1. Cotton cropping area this Kharif season may see 7-10% increase

Cotton cropping area this Kharif season may see 7-10% increase

In the northern states of Punjab, Haryana and Rajasthan, cotton sowing began on a brisk note and by May 15, 60-70% of the cotton sowing has been completed.

By: | Pune | Published: May 25, 2017 3:59 AM
CICR has been working on incorporating BT gene into some desi varieties since these are drought resistant and not prone to whitefly.

While most industry experts have predicted a 15-20% increase in area under cotton for the 2017-18 season, Indian Council of Agricultural Research (ICAR)-Central Institute of Cotton Research (CICR) has preferred a more conservative approach towards crop outlook in the country. It is predicted that the area under cotton is expected to increase by nearly 7-10 % due to higher cotton prices last season (2016-17), top officials of the institute have said.

Last season, the area under cotton during 2016-17 was 105 lakh hectares and there could be a 7-10% increase in this, ICAR-CICR director M S Ladaniya said.

“The weather is also predicted to be favourable during 2017-18 season with the early and an above average rainfall in most of the cotton growing regions,” he said, adding that farmers are unlikely to go in for higher cropping after seeing what happened to other commodities after a bumper crop.

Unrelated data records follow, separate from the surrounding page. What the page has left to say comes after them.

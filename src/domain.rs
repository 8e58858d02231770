//! Domain models for requirements composition.
//!
//! This module contains the core domain types including identifiers,
//! requirements, units of work, documents and the merge plan configuration.

/// Identifier and rename-tag types and parsing.
pub mod id;
pub use id::{Error as IdError, Id, InvalidTagError, Tag};

mod provenance;
pub use provenance::{InvalidProvenanceError, Provenance, BASE};

mod reference;
pub use reference::{ParseReferenceError, Reference};

mod requirement;
pub use requirement::{Metadata, Priority, Requirement};

mod unit_of_work;
pub use unit_of_work::{Effort, Layer, UnitOfWork};

mod document;
pub use document::{
    EntityKind, Link, LinkKind, MergedDocument, Rename, RequirementsDocument, Sections,
};

/// Merge plan configuration.
pub mod config;
pub use config::Config;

In the northern states of Punjab, Haryana and Rajasthan, cotton sowing began on a brisk note and by May 15, 60-70% of the cotton sowing has been completed.

“Initial indications are that during the current season the cotton area sown would be around 6 lakh hectares in Haryana (as against 4.98 lakh hectares during 2016-17) and 4 lakh hectare in Punjab (as against 2.56 lakh hectares in 2016-17),” he said.

In Haryana, farmers are expected to cut area under pulses as well as guar to grow more cotton, Ladaniya pointed out.

“In Punjab, cotton is likely to make revival in several south-western districts where paddy was grown in the last years. In Rajasthan, the area under cotton is expected to remain static at around 4.5 lakh hectares. There would be a likely reduction in the area under desi cotton in North India. Bumper yields with hirsutum hybrids (due to the absence of leaf curl virus and minimal damage due to whitefly) and low price of desi cotton during 2016-17 would be the reasons,” he said.

CICR has been working on incorporating BT gene into some desi varieties since these are drought resistant and not prone to whitefly.

However, reaching the commercial production levels will take some time, he said. The country will come back to desi cotton varieties in due course of time but as of now there is more pull towards BT cotton, he said. The country has been using hybrid varieties for the last 40-50 years as opposed to countries such as Australia, Brazil and China that use compact varieties of cotton with high density plantation. India needs to move to such varieties with higher cropping density and with medium to long staple fibre and shorter crop durations, he said.

According to Ladaniya, the predictions of a good monsoon season and its timely onset have raised hopes of a good crop in the predominantly rainfed central and southern zones such as Maharashtra, Telangana, Andhra Pradesh.

The strategy to contain pink boll worm damage suggested by ICAR-CICR and implemented by state agricultural departments and state agricultural universities during 2016-17, paid rich dividends in central zone and south zone, helping farmers realise good yield in 2016-17, he said.

“Cotton prices in the local markets remained robust during January to April, 2017 that added to the profits of cotton farmers. Cotton area is likely to increase in central and south India also during 2017-18,” he said.